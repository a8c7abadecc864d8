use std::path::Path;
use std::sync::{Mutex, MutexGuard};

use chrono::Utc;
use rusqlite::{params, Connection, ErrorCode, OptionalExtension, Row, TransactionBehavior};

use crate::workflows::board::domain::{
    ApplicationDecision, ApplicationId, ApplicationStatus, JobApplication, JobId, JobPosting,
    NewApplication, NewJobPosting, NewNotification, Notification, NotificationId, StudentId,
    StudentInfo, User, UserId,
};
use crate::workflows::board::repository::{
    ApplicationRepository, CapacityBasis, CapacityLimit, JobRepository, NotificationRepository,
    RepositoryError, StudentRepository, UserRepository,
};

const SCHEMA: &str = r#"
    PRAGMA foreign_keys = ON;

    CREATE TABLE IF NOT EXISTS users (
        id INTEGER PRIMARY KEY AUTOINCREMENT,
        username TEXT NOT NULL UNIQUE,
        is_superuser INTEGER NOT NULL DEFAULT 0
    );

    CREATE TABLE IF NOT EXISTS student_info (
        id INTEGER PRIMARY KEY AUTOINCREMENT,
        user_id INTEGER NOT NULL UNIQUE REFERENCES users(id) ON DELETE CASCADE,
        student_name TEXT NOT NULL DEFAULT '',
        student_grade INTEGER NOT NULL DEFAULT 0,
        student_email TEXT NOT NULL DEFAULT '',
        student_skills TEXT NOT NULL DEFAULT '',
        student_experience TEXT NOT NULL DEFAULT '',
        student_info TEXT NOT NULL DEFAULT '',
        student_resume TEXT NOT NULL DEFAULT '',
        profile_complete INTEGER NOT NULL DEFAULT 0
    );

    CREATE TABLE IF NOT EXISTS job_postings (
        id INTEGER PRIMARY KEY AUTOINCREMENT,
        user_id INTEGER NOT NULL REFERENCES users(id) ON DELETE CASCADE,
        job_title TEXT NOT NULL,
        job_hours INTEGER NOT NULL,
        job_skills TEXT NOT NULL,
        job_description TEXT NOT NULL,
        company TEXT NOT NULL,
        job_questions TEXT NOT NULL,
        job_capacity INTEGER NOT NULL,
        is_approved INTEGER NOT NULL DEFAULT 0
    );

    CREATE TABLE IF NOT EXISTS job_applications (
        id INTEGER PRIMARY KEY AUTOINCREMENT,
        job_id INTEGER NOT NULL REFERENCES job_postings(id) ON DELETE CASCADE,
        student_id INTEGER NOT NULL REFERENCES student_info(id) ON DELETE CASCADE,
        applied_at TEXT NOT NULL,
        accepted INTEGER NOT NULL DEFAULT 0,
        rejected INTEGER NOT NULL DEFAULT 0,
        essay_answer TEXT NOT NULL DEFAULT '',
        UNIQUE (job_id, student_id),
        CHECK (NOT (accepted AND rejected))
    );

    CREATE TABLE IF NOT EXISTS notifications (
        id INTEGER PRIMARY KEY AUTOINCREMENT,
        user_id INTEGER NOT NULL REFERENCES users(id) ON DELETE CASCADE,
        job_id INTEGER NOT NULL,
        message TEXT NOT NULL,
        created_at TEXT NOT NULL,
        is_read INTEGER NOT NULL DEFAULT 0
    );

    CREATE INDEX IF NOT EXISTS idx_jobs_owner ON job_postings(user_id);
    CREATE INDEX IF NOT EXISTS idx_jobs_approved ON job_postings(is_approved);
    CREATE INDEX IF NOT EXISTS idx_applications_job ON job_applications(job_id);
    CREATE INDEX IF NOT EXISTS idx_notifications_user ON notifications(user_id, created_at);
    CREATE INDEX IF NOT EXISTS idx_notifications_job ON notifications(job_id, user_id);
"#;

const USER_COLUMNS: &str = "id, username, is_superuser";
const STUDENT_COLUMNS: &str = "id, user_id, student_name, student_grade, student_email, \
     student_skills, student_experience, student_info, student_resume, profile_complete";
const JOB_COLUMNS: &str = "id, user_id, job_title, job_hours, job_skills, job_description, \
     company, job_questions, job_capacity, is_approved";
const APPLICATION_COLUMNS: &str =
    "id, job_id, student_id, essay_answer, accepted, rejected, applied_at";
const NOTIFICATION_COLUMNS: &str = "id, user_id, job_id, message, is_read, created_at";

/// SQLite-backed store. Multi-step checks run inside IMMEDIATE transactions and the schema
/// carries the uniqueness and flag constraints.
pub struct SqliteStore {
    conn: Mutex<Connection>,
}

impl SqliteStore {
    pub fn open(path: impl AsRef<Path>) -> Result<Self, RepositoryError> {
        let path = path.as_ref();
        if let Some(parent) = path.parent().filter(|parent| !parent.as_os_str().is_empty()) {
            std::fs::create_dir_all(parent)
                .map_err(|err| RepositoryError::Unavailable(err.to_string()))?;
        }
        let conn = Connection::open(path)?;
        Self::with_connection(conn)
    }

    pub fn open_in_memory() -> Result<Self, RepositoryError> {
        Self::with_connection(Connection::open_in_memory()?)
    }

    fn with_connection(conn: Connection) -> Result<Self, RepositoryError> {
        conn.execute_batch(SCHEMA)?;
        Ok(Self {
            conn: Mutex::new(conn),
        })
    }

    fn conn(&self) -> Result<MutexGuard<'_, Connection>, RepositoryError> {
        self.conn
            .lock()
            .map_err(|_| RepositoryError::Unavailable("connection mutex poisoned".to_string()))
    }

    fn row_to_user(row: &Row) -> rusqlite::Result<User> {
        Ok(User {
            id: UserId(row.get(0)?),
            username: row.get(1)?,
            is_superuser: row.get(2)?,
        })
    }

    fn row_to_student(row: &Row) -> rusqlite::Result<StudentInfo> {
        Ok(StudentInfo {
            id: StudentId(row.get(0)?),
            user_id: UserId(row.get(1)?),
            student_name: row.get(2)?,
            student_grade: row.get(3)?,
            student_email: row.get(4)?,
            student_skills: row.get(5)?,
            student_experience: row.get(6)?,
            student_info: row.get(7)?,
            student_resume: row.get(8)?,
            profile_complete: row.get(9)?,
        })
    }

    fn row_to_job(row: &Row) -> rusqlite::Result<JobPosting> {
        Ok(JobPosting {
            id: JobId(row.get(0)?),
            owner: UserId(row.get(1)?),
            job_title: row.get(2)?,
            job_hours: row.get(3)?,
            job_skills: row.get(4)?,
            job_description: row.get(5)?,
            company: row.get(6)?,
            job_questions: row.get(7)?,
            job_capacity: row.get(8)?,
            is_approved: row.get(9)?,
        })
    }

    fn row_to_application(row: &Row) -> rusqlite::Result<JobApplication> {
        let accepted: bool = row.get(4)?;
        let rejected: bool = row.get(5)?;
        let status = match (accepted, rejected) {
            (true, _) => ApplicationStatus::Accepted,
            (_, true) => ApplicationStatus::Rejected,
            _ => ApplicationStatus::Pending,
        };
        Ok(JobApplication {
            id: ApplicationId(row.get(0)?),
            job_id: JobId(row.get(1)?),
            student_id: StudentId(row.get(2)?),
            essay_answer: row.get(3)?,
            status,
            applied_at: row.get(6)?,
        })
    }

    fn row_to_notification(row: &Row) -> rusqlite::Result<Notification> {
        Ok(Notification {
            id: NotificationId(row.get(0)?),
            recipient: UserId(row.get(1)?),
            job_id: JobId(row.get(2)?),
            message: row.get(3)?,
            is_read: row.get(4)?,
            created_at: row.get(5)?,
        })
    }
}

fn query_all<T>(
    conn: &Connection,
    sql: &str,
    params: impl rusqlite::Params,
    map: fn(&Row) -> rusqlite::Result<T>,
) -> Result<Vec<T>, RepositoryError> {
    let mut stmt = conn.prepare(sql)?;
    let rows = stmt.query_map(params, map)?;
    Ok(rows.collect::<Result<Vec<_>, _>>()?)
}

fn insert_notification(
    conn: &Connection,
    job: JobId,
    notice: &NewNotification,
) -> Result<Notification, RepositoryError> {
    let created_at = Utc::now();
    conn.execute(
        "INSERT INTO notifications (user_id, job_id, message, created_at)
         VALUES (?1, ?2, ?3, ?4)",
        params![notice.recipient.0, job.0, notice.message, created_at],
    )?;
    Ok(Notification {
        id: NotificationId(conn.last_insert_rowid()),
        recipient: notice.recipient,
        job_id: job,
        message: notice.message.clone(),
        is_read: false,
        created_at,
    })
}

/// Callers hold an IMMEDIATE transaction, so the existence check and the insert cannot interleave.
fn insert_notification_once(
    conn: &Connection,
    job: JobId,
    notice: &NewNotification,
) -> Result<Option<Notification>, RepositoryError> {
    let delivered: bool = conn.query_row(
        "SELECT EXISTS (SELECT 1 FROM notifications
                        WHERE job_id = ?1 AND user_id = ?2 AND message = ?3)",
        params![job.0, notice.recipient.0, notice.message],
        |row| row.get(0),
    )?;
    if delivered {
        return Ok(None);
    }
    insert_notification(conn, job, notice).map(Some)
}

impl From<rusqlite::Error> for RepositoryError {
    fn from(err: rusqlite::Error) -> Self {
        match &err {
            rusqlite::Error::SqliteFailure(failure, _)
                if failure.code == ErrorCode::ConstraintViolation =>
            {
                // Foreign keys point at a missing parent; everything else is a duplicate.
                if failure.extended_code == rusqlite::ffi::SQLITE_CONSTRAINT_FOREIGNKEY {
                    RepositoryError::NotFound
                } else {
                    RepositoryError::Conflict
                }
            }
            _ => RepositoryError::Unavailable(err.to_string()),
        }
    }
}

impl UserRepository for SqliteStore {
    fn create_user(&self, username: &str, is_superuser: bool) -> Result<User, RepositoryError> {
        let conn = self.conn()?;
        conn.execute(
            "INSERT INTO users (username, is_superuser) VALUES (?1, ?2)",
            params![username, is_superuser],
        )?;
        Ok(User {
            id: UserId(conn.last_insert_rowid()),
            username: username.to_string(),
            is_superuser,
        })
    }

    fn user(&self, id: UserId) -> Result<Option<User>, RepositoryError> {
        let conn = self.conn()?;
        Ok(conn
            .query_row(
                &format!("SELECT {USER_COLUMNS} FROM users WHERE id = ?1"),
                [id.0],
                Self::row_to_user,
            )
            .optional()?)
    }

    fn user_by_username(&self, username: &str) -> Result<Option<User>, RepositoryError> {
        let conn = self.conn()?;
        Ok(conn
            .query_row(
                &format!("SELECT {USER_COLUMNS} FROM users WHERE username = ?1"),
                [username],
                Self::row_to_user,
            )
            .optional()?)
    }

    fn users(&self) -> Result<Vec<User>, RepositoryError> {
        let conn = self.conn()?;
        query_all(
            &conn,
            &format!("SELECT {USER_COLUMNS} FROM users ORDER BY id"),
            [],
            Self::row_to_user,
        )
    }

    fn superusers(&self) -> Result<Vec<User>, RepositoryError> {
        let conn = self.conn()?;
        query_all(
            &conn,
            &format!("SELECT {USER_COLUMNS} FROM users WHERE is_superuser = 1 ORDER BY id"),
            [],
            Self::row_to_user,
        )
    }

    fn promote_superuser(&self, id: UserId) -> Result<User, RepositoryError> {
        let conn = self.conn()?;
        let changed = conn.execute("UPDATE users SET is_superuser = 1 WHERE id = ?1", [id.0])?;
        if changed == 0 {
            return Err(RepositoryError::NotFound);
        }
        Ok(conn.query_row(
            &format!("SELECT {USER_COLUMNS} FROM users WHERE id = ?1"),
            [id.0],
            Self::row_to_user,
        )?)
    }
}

WORK REQUEST:
All lines above that contain the word "ApplicationId" are to be copied.

TASK OUTPUT:
    ApplicationDecision, ApplicationId, ApplicationStatus, JobApplication, JobId, JobPosting,
            id: ApplicationId(row.get(0)?),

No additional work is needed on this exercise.